You’ve got a range of three gins now – in today’s crowded market, what do you feel sets them apart from other distilleries?
They all fulfil three very different functions in a bartenders toolkit. The idea was always to be able to furnish bartenders with a variety of gins, from our juniper forward Gin & Tonic gin, to the contrasting premium gins: Batch No. 1 being our aromatic dry martini gin, to Batch No. 2 aimed firmly at Negronis!
And what a Negroni it makes! What’s your favourite part of the job?
The human aspect of interacting with all sorts of people on a daily basis, and standing behind something which I believe in.
Have you got a favourite out of the three to drink yourself?
Batch no. 2 in a Negroni
Last October – you did a really interesting collaboration with Death’s Door creating Collaboration Gin. How did the project come around?
Brian (the CEO of Death’s Door) and I met in Manchester, and got talking over a few months and the idea of collaborating came about. I’ve always been a massive fan of his gin, ballsy and simple so it was a real privilege to work with him last year.
Have you got anything else like this (inter distillery collaboration) in discussion for this year?
Yes we’ve a few in the pipeline, one with Gotlands Brewery and Distillery in Sweden and hopefully another in the States too. We are also collaborating with Adam at Sonoma County Distillery by using his barrels for a barrel aged gin collaboration to be released shortly.
Talking of which, you have a barrel aged gin programme at the distillery too. They are more transient releases as opposed to a consistent flavour made permanently available. What can you tell us about both the wider concept behind the programme as a whole, and the next bottling due to be launched?
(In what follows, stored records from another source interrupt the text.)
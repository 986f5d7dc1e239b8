use dashmap::DashMap;
use std::collections::{HashMap, HashSet};
use std::sync::Arc;

use crate::error::Result;
use crate::services::registry::RegistryManager;

#[derive(Debug, Clone)]
struct AddressWeight {
    weight: u32,
    // 在该地址上已注册的注册中心 url
    services: HashSet<String>,
}

/// 服务器地址 -> 权重，所有在同一地址发布的服务共享一个条目
#[derive(Debug, Clone, Default)]
pub struct WeightTracker {
    weights: Arc<DashMap<String, AddressWeight>>,
}

impl WeightTracker {
    pub fn new() -> Self {
        Self::default()
    }

    /// 记录某个服务在地址上注册成功
    pub fn record(&self, address: &str, registry_url: &str, weight: u32) {
        self.weights
            .entry(address.to_string())
            .and_modify(|entry| {
                entry.weight = weight;
                entry.services.insert(registry_url.to_string());
            })
            .or_insert_with(|| AddressWeight {
                weight,
                services: HashSet::from([registry_url.to_string()]),
            });
    }

    /// 服务从地址上注销；地址上没有服务时移除条目，返回是否移除
    pub fn release(&self, address: &str, registry_url: &str) -> bool {
        if let Some(mut entry) = self.weights.get_mut(address) {
            entry.services.remove(registry_url);
        }

        let removed = self
            .weights
            .remove_if(address, |_, entry| entry.services.is_empty())
            .is_some();
        if removed {
            tracing::debug!(address = %address, "Last service released, removed address weight");
        }
        removed
    }

    /// 只更新本地记录，不调用注册中心。地址未被跟踪时返回 false
    pub fn update_local(&self, address: &str, weight: u32) -> bool {
        match self.weights.get_mut(address) {
            Some(mut entry) => {
                entry.weight = weight;
                true
            }
            None => false,
        }
    }

    pub fn remove_address(&self, address: &str) -> bool {
        self.weights.remove(address).is_some()
    }

    pub fn weight(&self, address: &str) -> Option<u32> {
        self.weights.get(address).map(|entry| entry.weight)
    }

    pub fn get(&self) -> HashMap<String, u32> {
        self.weights
            .iter()
            .map(|entry| (entry.key().clone(), entry.value().weight))
            .collect()
    }

    /// 按地址顺序逐个更新注册中心和本地权重，遇到第一个错误即停止，已更新的不回滚
    pub async fn set_all(&self, registry: &dyn RegistryManager, weight: u32) -> Result<()> {
        let mut addresses: Vec<String> = self
            .weights
            .iter()
            .map(|entry| entry.key().clone())
            .collect();
        addresses.sort();

        for address in addresses {
            tracing::info!(address = %address, weight = weight, "Setting server weight");
            registry.set_server_weight(&address, weight).await?;
            self.update_local(&address, weight);
        }

        Ok(())
    }

    pub fn len(&self) -> usize {
        self.weights.len()
    }

    pub fn is_empty(&self) -> bool {
        self.weights.is_empty()
    }
}

#[cfg(test)]
mod tests {
    use super::*;

    #[test]
    fn test_address_shared_by_services() {
        let tracker = WeightTracker::new();
        tracker.record("10.0.0.1:4040", "svc.Foo", 1);
        tracker.record("10.0.0.1:4040", "svc.Bar", 3);

        assert_eq!(tracker.weight("10.0.0.1:4040"), Some(3));
        assert_eq!(tracker.len(), 1);

        assert!(!tracker.release("10.0.0.1:4040", "svc.Foo"));
        assert_eq!(tracker.weight("10.0.0.1:4040"), Some(3));

        assert!(tracker.release("10.0.0.1:4040", "svc.Bar"));
        assert!(tracker.is_empty());
    }

    #[test]
    fn test_release_unknown_address() {
        let tracker = WeightTracker::new();
        assert!(!tracker.release("10.0.0.1:4040", "svc.Foo"));
    }

    #[test]
    fn test_update_local_only_tracked() {
        let tracker = WeightTracker::new();
        tracker.record("10.0.0.1:4040", "svc.Foo", 1);

        assert!(tracker.update_local("10.0.0.1:4040", 0));
        assert!(!tracker.update_local("10.0.0.2:4040", 7));
        assert_eq!(tracker.get(), HashMap::from([("10.0.0.1:4040".to_string(), 0)]));
    }
}
use async_trait::async_trait;
use std::sync::atomic::{AtomicBool, Ordering};
use std::sync::{Arc, Mutex};
use tokio::sync::mpsc;
use tokio_stream::StreamExt;
use tokio_stream::wrappers::ReceiverStream;
use tokio_util::sync::CancellationToken;
use tokio_util::task::TaskTracker;

use crate::services::provider::WeightTracker;

/// 注册中心事件通道容量
pub const REGISTRY_EVENT_CAPACITY: usize = 256;

/// 监听注册中心变更的后台任务，进程生命周期内最多启动一次
#[async_trait]
pub trait RegistryChangeTask: Send + Sync + 'static {
    async fn run(&self, shutdown: CancellationToken);
}

/// 注册中心推送过来的变更
#[derive(Debug, Clone, PartialEq, Eq)]
pub enum RegistryEvent {
    /// 权重在外部被修改
    WeightChanged { address: String, weight: u32 },
    /// 地址在外部被摘除
    AddressRemoved { address: String },
}

/// 懒启动的注册中心监听器
pub struct RegistryListenerBootstrap {
    started: AtomicBool,
    task: Option<Arc<dyn RegistryChangeTask>>,
    task_tracker: TaskTracker,
    shutdown: CancellationToken,
}

impl RegistryListenerBootstrap {
    pub fn new(task: Option<Arc<dyn RegistryChangeTask>>) -> Self {
        Self {
            started: AtomicBool::new(false),
            task,
            task_tracker: TaskTracker::new(),
            shutdown: CancellationToken::new(),
        }
    }

    /// 第一次调用时启动后台任务，返回本次调用是否真正启动了任务
    pub fn ensure_started(&self) -> bool {
        if self
            .started
            .compare_exchange(false, true, Ordering::AcqRel, Ordering::Acquire)
            .is_err()
        {
            return false;
        }

        match &self.task {
            Some(task) => {
                let task = task.clone();
                let shutdown = self.shutdown.clone();
                self.task_tracker.spawn(async move {
                    task.run(shutdown).await;
                    tracing::info!("Registry change listener stopped");
                });
                tracing::info!("Started registry change listener");
            }
            None => {
                tracing::debug!("No registry change task configured, skipping listener start");
            }
        }

        true
    }

    pub fn is_started(&self) -> bool {
        self.started.load(Ordering::Acquire)
    }

    /// 通知后台任务退出并等待其结束
    pub async fn shutdown(&self) {
        self.shutdown.cancel();
        self.task_tracker.close();
        self.task_tracker.wait().await;
    }
}

impl std::fmt::Debug for RegistryListenerBootstrap {
    fn fmt(&self, f: &mut std::fmt::Formatter<'_>) -> std::fmt::Result {
        f.debug_struct("RegistryListenerBootstrap")
            .field("started", &self.is_started())
            .field("has_task", &self.task.is_some())
            .finish()
    }
}

/// 内置的变更任务：消费注册中心事件并同步本地权重表
#[derive(Debug)]
pub struct RegistryEventListener {
    events: Mutex<Option<mpsc::Receiver<RegistryEvent>>>,
    weights: WeightTracker,
}

impl RegistryEventListener {
    pub fn new(events: mpsc::Receiver<RegistryEvent>, weights: WeightTracker) -> Self {
        Self {
            events: Mutex::new(Some(events)),
            weights,
        }
    }

    /// 创建事件通道，发送端交给注册中心客户端
    pub fn channel() -> (mpsc::Sender<RegistryEvent>, mpsc::Receiver<RegistryEvent>) {
        mpsc::channel(REGISTRY_EVENT_CAPACITY)
    }

    fn apply(&self, event: RegistryEvent) {
        match event {
            RegistryEvent::WeightChanged { address, weight } => {
                if self.weights.update_local(&address, weight) {
                    tracing::info!(address = %address, weight = weight, "Applied registry weight change");
                } else {
                    tracing::debug!(address = %address, "Ignoring weight change for untracked address");
                }
            }
            RegistryEvent::AddressRemoved { address } => {
                if self.weights.remove_address(&address) {
                    tracing::warn!(address = %address, "Address removed by registry, dropped local weight");
                }
            }
        }
    }
}

#[async_trait]
impl RegistryChangeTask for RegistryEventListener {
    async fn run(&self, shutdown: CancellationToken) {
        let receiver = match self.events.lock() {
            Ok(mut events) => events.take(),
            Err(_) => None,
        };
        let Some(receiver) = receiver else {
            tracing::error!("Registry event receiver already consumed");
            return;
        };

        let mut events = ReceiverStream::new(receiver);
        loop {
            tokio::select! {
                _ = shutdown.cancelled() => break,
                event = events.next() => match event {
                    Some(event) => self.apply(event),
                    None => {
                        tracing::info!("Registry event stream closed");
                        break;
                    }
                },
            }
        }
    }
}
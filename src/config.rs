use serde::{Deserialize, Serialize};
use std::collections::HashMap;
use std::fs;
use std::path::Path;

use crate::error::ConfigError;

/// 是否在发布/取消发布时通知变更监听器
pub const KEY_NOTIFY_ENABLE: &str = "provider.notify.enable";

/// 开发环境名称，开发环境默认关闭变更通知
pub const ENV_DEV: &str = "dev";

const ENV_PREFIX: &str = "RPC_PROVIDER_";

/// 进程级配置来源
pub trait ConfigManager: Send + Sync {
    fn group(&self) -> String;

    fn local_ip(&self) -> String;

    fn weight(&self) -> u32;

    fn bool_value(&self, key: &str, default: bool) -> bool;

    fn env(&self) -> String;
}

#[derive(Debug, Clone, Serialize, Deserialize)]
pub struct ProviderSettings {
    #[serde(default)]
    pub group: String,
    #[serde(default = "default_local_ip")]
    pub local_ip: String,
    #[serde(default = "default_weight")]
    pub weight: u32,
    #[serde(default = "default_env")]
    pub env: String,
    /// 布尔开关，供 `bool_value` 查询
    #[serde(default)]
    pub switches: HashMap<String, bool>,
}

fn default_local_ip() -> String {
    "127.0.0.1".to_string()
}

fn default_weight() -> u32 {
    1
}

fn default_env() -> String {
    "product".to_string()
}

impl Default for ProviderSettings {
    fn default() -> Self {
        Self {
            group: String::new(),
            local_ip: default_local_ip(),
            weight: default_weight(),
            env: default_env(),
            switches: HashMap::new(),
        }
    }
}

impl ProviderSettings {
    pub fn load(path: impl AsRef<Path>) -> Result<Self, ConfigError> {
        let config_str = fs::read_to_string(path)?;
        Self::from_toml(&config_str)
    }

    pub fn from_toml(config_str: &str) -> Result<Self, ConfigError> {
        let settings: ProviderSettings = toml::from_str(config_str)?;
        Ok(settings)
    }

    /// 从环境变量读取配置（`RPC_PROVIDER_GROUP` 等），会先加载 `.env`
    pub fn from_env() -> Result<Self, ConfigError> {
        if let Ok(path) = dotenvy::dotenv() {
            tracing::debug!(path = %path.display(), "Loaded .env file");
        }
        let settings = envy::prefixed(ENV_PREFIX).from_env::<ProviderSettings>()?;
        Ok(settings)
    }

    pub fn with_switch(mut self, key: impl Into<String>, value: bool) -> Self {
        self.switches.insert(key.into(), value);
        self
    }
}

impl ConfigManager for ProviderSettings {
    fn group(&self) -> String {
        self.group.clone()
    }

    fn local_ip(&self) -> String {
        self.local_ip.clone()
    }

    fn weight(&self) -> u32 {
        self.weight
    }

    fn bool_value(&self, key: &str, default: bool) -> bool {
        self.switches.get(key).copied().unwrap_or(default)
    }

    fn env(&self) -> String {
        self.env.clone()
    }
}

#[cfg(test)]
mod tests {
    use super::*;

    #[test]
    fn test_settings_from_toml() {
        let settings = ProviderSettings::from_toml(
            r#"
            group = "black"
            local_ip = "10.0.0.1"
            weight = 5
            env = "dev"

            [switches]
            "provider.notify.enable" = true
            "#,
        )
        .expect("Failed to parse settings");

        assert_eq!(settings.group(), "black");
        assert_eq!(settings.local_ip(), "10.0.0.1");
        assert_eq!(settings.weight(), 5);
        assert_eq!(settings.env(), "dev");
        assert!(settings.bool_value(KEY_NOTIFY_ENABLE, false));
    }

    #[test]
    fn test_settings_defaults() {
        let settings = ProviderSettings::from_toml("").unwrap();

        assert_eq!(settings.group(), "");
        assert_eq!(settings.local_ip(), "127.0.0.1");
        assert_eq!(settings.weight(), 1);
        assert_eq!(settings.env(), "product");
        assert!(settings.bool_value("missing.key", true));
        assert!(!settings.bool_value("missing.key", false));
    }

    #[test]
    fn test_invalid_toml() {
        let result = ProviderSettings::from_toml("weight = \"heavy\"");
        assert!(matches!(result, Err(ConfigError::Toml(_))));
    }
}
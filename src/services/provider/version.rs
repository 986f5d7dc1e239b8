//! 版本号排序
//!
//! 版本号按 `.`、`-`、`_` 切分成段逐段比较：两段都是数字时按数值比较，
//! 否则按字符串字典序比较。缺失的段视为 `0`，所以 `1.0` 与 `1.0.0` 相等。

use std::cmp::Ordering;

fn segments(version: &str) -> Vec<&str> {
    version
        .trim()
        .split(['.', '-', '_'])
        .filter(|s| !s.is_empty())
        .collect()
}

fn compare_segment(left: &str, right: &str) -> Ordering {
    match (left.parse::<u64>(), right.parse::<u64>()) {
        (Ok(l), Ok(r)) => l.cmp(&r),
        _ => left.cmp(right),
    }
}

pub fn compare_versions(left: &str, right: &str) -> Ordering {
    let left = segments(left);
    let right = segments(right);
    let len = left.len().max(right.len());

    for i in 0..len {
        let l = left.get(i).copied().unwrap_or("0");
        let r = right.get(i).copied().unwrap_or("0");
        match compare_segment(l, r) {
            Ordering::Equal => continue,
            other => return other,
        }
    }

    Ordering::Equal
}
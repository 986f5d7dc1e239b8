//! Provider service module
//!
//! - `types`: service and transport configuration values
//! - `version`: version ordering used to pick the default provider
//! - `cache`: concurrent service cache with default / versioned slots
//! - `weight`: server address weights kept in sync with the registry
//! - `factory`: publish / unpublish orchestration

pub mod cache;
pub mod factory;
pub mod types;
pub mod version;
pub mod weight;

pub use cache::ServiceCache;
pub use factory::{ServiceProvider, ServiceProviderBuilder};
pub use types::{ServerConfig, ServiceConfig, service_key};
pub use version::compare_versions;
pub use weight::WeightTracker;
pub mod provider;
pub mod registry;
pub mod transport;

pub use provider::{ServerConfig, ServiceConfig, ServiceProvider};
pub use registry::{RegistryManager, ServiceChangeListener};
pub use transport::TransportServer;
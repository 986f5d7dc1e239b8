#![allow(dead_code)]

use async_trait::async_trait;
use std::collections::HashSet;
use std::sync::atomic::{AtomicUsize, Ordering};
use std::sync::{Arc, Mutex};
use tokio_util::sync::CancellationToken;

use rpc_provider::{
    ProviderSettings, RegistryChangeTask, RegistryError, RegistryManager, ServerConfig,
    ServiceChangeListener, ServiceConfig, TransportError, TransportServer,
};

#[derive(Debug, Clone, PartialEq, Eq)]
pub enum RegistryCall {
    Register {
        url: String,
        group: String,
        address: String,
        weight: u32,
    },
    Unregister {
        url: String,
        group: String,
        address: String,
    },
    SetWeight {
        address: String,
        weight: u32,
    },
}

/// 内存注册中心，记录所有调用
#[derive(Debug, Default)]
pub struct FakeRegistry {
    pub calls: Mutex<Vec<RegistryCall>>,
    pub registered: Mutex<HashSet<(String, String)>>,
    pub fail_register_address: Option<String>,
    pub fail_unregister: bool,
    pub fail_weight_address: Option<String>,
}

impl FakeRegistry {
    pub fn calls(&self) -> Vec<RegistryCall> {
        self.calls.lock().unwrap().clone()
    }

    pub fn register_calls(&self) -> Vec<RegistryCall> {
        self.calls()
            .into_iter()
            .filter(|call| matches!(call, RegistryCall::Register { .. }))
            .collect()
    }

    pub fn is_registered(&self, url: &str, address: &str) -> bool {
        self.registered
            .lock()
            .unwrap()
            .contains(&(url.to_string(), address.to_string()))
    }
}

#[async_trait]
impl RegistryManager for FakeRegistry {
    async fn register_service(
        &self,
        url: &str,
        group: &str,
        address: &str,
        weight: u32,
    ) -> Result<(), RegistryError> {
        if self.fail_register_address.as_deref() == Some(address) {
            return Err(RegistryError::Unavailable(format!("cannot reach registry for {address}")));
        }
        self.calls.lock().unwrap().push(RegistryCall::Register {
            url: url.to_string(),
            group: group.to_string(),
            address: address.to_string(),
            weight,
        });
        self.registered
            .lock()
            .unwrap()
            .insert((url.to_string(), address.to_string()));
        Ok(())
    }

    async fn unregister_service(
        &self,
        url: &str,
        group: &str,
        address: &str,
    ) -> Result<(), RegistryError> {
        if self.fail_unregister {
            return Err(RegistryError::Unavailable("registry down".to_string()));
        }
        let removed = self
            .registered
            .lock()
            .unwrap()
            .remove(&(url.to_string(), address.to_string()));
        if !removed {
            return Err(RegistryError::NotRegistered {
                url: url.to_string(),
                address: address.to_string(),
            });
        }
        self.calls.lock().unwrap().push(RegistryCall::Unregister {
            url: url.to_string(),
            group: group.to_string(),
            address: address.to_string(),
        });
        Ok(())
    }

    async fn set_server_weight(&self, address: &str, weight: u32) -> Result<(), RegistryError> {
        if self.fail_weight_address.as_deref() == Some(address) {
            return Err(RegistryError::Rejected {
                url: address.to_string(),
                reason: "weight locked".to_string(),
            });
        }
        self.calls.lock().unwrap().push(RegistryCall::SetWeight {
            address: address.to_string(),
            weight,
        });
        Ok(())
    }
}

/// 按协议匹配的传输服务器
#[derive(Debug)]
pub struct FakeServer {
    pub protocol: String,
    pub port: u16,
    pub fail: bool,
    pub added: AtomicUsize,
}

impl FakeServer {
    pub fn new(protocol: &str, port: u16) -> Self {
        Self {
            protocol: protocol.to_string(),
            port,
            fail: false,
            added: AtomicUsize::new(0),
        }
    }

    pub fn failing(protocol: &str, port: u16) -> Self {
        Self {
            fail: true,
            ..Self::new(protocol, port)
        }
    }

    pub fn added(&self) -> usize {
        self.added.load(Ordering::SeqCst)
    }
}

#[async_trait]
impl TransportServer for FakeServer {
    fn support(&self, server_config: &ServerConfig) -> bool {
        server_config.protocol == self.protocol
    }

    async fn add_service(&self, config: &ServiceConfig) -> Result<(), TransportError> {
        if self.fail {
            return Err(TransportError::Rejected {
                url: config.url.clone(),
                reason: "port in use".to_string(),
            });
        }
        self.added.fetch_add(1, Ordering::SeqCst);
        Ok(())
    }

    fn registry_url(&self, url: &str) -> String {
        url.to_string()
    }

    fn port(&self) -> u16 {
        self.port
    }
}

#[derive(Debug, Default)]
pub struct RecordingListener {
    pub published: AtomicUsize,
    pub unpublished: AtomicUsize,
}

#[async_trait]
impl ServiceChangeListener for RecordingListener {
    async fn notify_service_published(&self, _config: &ServiceConfig) {
        self.published.fetch_add(1, Ordering::SeqCst);
    }

    async fn notify_service_unpublished(&self, _config: &ServiceConfig) {
        self.unpublished.fetch_add(1, Ordering::SeqCst);
    }
}

/// 记录启动次数，直到收到关闭信号
#[derive(Debug, Default)]
pub struct CountingTask {
    pub runs: Arc<AtomicUsize>,
}

#[async_trait]
impl RegistryChangeTask for CountingTask {
    async fn run(&self, shutdown: CancellationToken) {
        self.runs.fetch_add(1, Ordering::SeqCst);
        shutdown.cancelled().await;
    }
}

pub fn settings() -> ProviderSettings {
    ProviderSettings {
        group: "black".to_string(),
        local_ip: "10.0.0.1".to_string(),
        weight: 5,
        ..Default::default()
    }
}

pub fn service(url: &str, version: &str) -> ServiceConfig {
    ServiceConfig::new(url, ServerConfig::default()).with_version(version)
}
use std::fmt;
use std::sync::atomic::{AtomicBool, Ordering};

/// 服务期望使用的传输层配置，由各个传输服务器自行判断是否支持
#[derive(Debug, Clone, PartialEq, Eq)]
pub struct ServerConfig {
    pub protocol: String,
    pub port: u16,
}

impl Default for ServerConfig {
    fn default() -> Self {
        Self {
            protocol: "default".to_string(),
            port: 4040,
        }
    }
}

/// 一个可发布的服务实现
#[derive(Debug)]
pub struct ServiceConfig {
    pub url: String,
    pub version: String,
    /// 由 `add_service` 根据进程配置写入，调用方的值会被覆盖
    pub group: String,
    pub server_config: ServerConfig,
    published: AtomicBool,
}

impl ServiceConfig {
    pub fn new(url: impl Into<String>, server_config: ServerConfig) -> Self {
        Self {
            url: url.into(),
            version: String::new(),
            group: String::new(),
            server_config,
            published: AtomicBool::new(false),
        }
    }

    pub fn with_version(mut self, version: impl Into<String>) -> Self {
        self.version = version.into();
        self
    }

    /// 版本为空或只含空白时视为默认版本
    pub fn has_version(&self) -> bool {
        !self.version.trim().is_empty()
    }

    pub fn is_published(&self) -> bool {
        self.published.load(Ordering::Acquire)
    }

    pub(crate) fn set_published(&self, published: bool) {
        self.published.store(published, Ordering::Release);
    }

    /// 该配置在缓存中的版本槽位键
    pub fn cache_key(&self) -> String {
        service_key(&self.url, &self.version)
    }
}

impl fmt::Display for ServiceConfig {
    fn fmt(&self, f: &mut fmt::Formatter<'_>) -> fmt::Result {
        write!(
            f,
            "ServiceConfig[url={}, version={}, group={}, protocol={}, port={}, published={}]",
            self.url,
            self.version,
            self.group,
            self.server_config.protocol,
            self.server_config.port,
            self.is_published()
        )
    }
}

/// 带版本的缓存键：无版本时为 `url`，否则为 `url_version`
pub fn service_key(url: &str, version: &str) -> String {
    if version.trim().is_empty() {
        url.to_string()
    } else {
        format!("{url}_{version}")
    }
}
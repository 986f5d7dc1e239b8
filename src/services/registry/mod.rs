//! Registry collaborators
//!
//! - `RegistryManager`: the external directory the provider writes its addresses to
//! - `ServiceChangeListener`: optional observer of publish / unpublish
//! - `listener`: the background task that reacts to registry-driven changes

pub mod listener;

use async_trait::async_trait;

use crate::error::RegistryError;
use crate::services::provider::ServiceConfig;

pub use listener::{
    RegistryChangeTask, RegistryEvent, RegistryEventListener, RegistryListenerBootstrap,
};

/// 注册中心客户端（进程内单例）
#[async_trait]
pub trait RegistryManager: Send + Sync {
    /// 注册服务地址
    async fn register_service(
        &self,
        url: &str,
        group: &str,
        address: &str,
        weight: u32,
    ) -> Result<(), RegistryError>;

    /// 注销服务地址
    async fn unregister_service(
        &self,
        url: &str,
        group: &str,
        address: &str,
    ) -> Result<(), RegistryError>;

    /// 更新地址的负载均衡权重
    async fn set_server_weight(&self, address: &str, weight: u32) -> Result<(), RegistryError>;
}

/// 服务发布状态监听器，尽力通知，不返回错误
#[async_trait]
pub trait ServiceChangeListener: Send + Sync {
    async fn notify_service_published(&self, config: &ServiceConfig);

    async fn notify_service_unpublished(&self, config: &ServiceConfig);
}
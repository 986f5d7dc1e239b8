use async_trait::async_trait;

use crate::error::TransportError;
use crate::services::provider::{ServerConfig, ServiceConfig};

/// 传输层服务器，一个进程内可以同时运行多个
#[async_trait]
pub trait TransportServer: Send + Sync {
    /// 是否能承载该传输配置
    fn support(&self, server_config: &ServerConfig) -> bool;

    /// 开始在该服务器上提供服务
    async fn add_service(&self, config: &ServiceConfig) -> Result<(), TransportError>;

    /// 服务在注册中心中使用的 url
    fn registry_url(&self, url: &str) -> String;

    fn port(&self) -> u16;
}
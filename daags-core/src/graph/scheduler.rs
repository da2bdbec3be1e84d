//! Settlement Scheduler
//!
//! The scheduler owns every deferred computation that is still in flight.
//! Each one is wrapped into a future that resolves to a *settlement*: a
//! closure that applies the outcome to its node (version bump, propagation,
//! barrier release). Settlements are returned to the caller and run outside
//! the scheduler's locks, so applying one may issue new deferred work without
//! deadlocking.
//!
//! # Driving
//!
//! Nothing runs in the background. The runtime drives the scheduler either
//! with a no-op waker (`run_until_stalled`, which applies whatever is ready
//! right now) or from an async context (`settled`, which keeps going until
//! nothing is left in flight). Either way every settlement is applied on the
//! caller's thread, one at a time, which gives the single-threaded ordering
//! the engine relies on.

use std::task::{Context, Poll};

use futures_util::future::BoxFuture;
use futures_util::stream::FuturesUnordered;
use futures_util::StreamExt;
use parking_lot::Mutex;

use crate::error::Result;

/// Applies the outcome of one deferred computation.
pub(crate) type Settlement = Box<dyn FnOnce() -> Result<()> + Send>;

/// Holds deferred computations until they settle.
pub(crate) struct Scheduler {
    /// Futures being polled.
    in_flight: Mutex<FuturesUnordered<BoxFuture<'static, Settlement>>>,

    /// Futures spawned since the last poll. Kept apart from `in_flight` so
    /// spawning never contends with a poll in progress.
    spawned: Mutex<Vec<BoxFuture<'static, Settlement>>>,
}

impl Scheduler {
    pub(crate) fn new() -> Self {
        Self {
            in_flight: Mutex::new(FuturesUnordered::new()),
            spawned: Mutex::new(Vec::new()),
        }
    }

    /// Hand a deferred computation to the scheduler.
    pub(crate) fn spawn(&self, future: BoxFuture<'static, Settlement>) {
        self.spawned.lock().push(future);
    }

    /// Number of computations that have not settled yet.
    pub(crate) fn in_flight(&self) -> usize {
        self.in_flight.lock().len() + self.spawned.lock().len()
    }

    /// Poll for the next settlement.
    ///
    /// `Ready(None)` means nothing is left in flight.
    pub(crate) fn poll_next(&self, cx: &mut Context<'_>) -> Poll<Option<Settlement>> {
        let mut in_flight = self.in_flight.lock();
        in_flight.extend(self.spawned.lock().drain(..));
        in_flight.poll_next_unpin(cx)
    }

    /// Drop every in-flight computation without settling it.
    pub(crate) fn clear(&self) {
        self.spawned.lock().clear();
        *self.in_flight.lock() = FuturesUnordered::new();
    }
}

impl Default for Scheduler {
    fn default() -> Self {
        Self::new()
    }
}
The idea is to release a new expression every 6 to 8 weeks, as much for our learning and development as to share this really interesting category with bartenders and customers who are keen to try a slightly different take on gin. Its been hugely popular with our first release selling out immediately.
Looking back – What’s been some of your favourite highlights along your journey?
Distilling with Brian from Death’s Door was pretty fantastic, as was firing up the stills for the first time!
And forecasting ahead – what can gin enthusiasts look forward to from the distillery over the next 18 months?
Our London rye whisky and some great barrel aged gin expressions!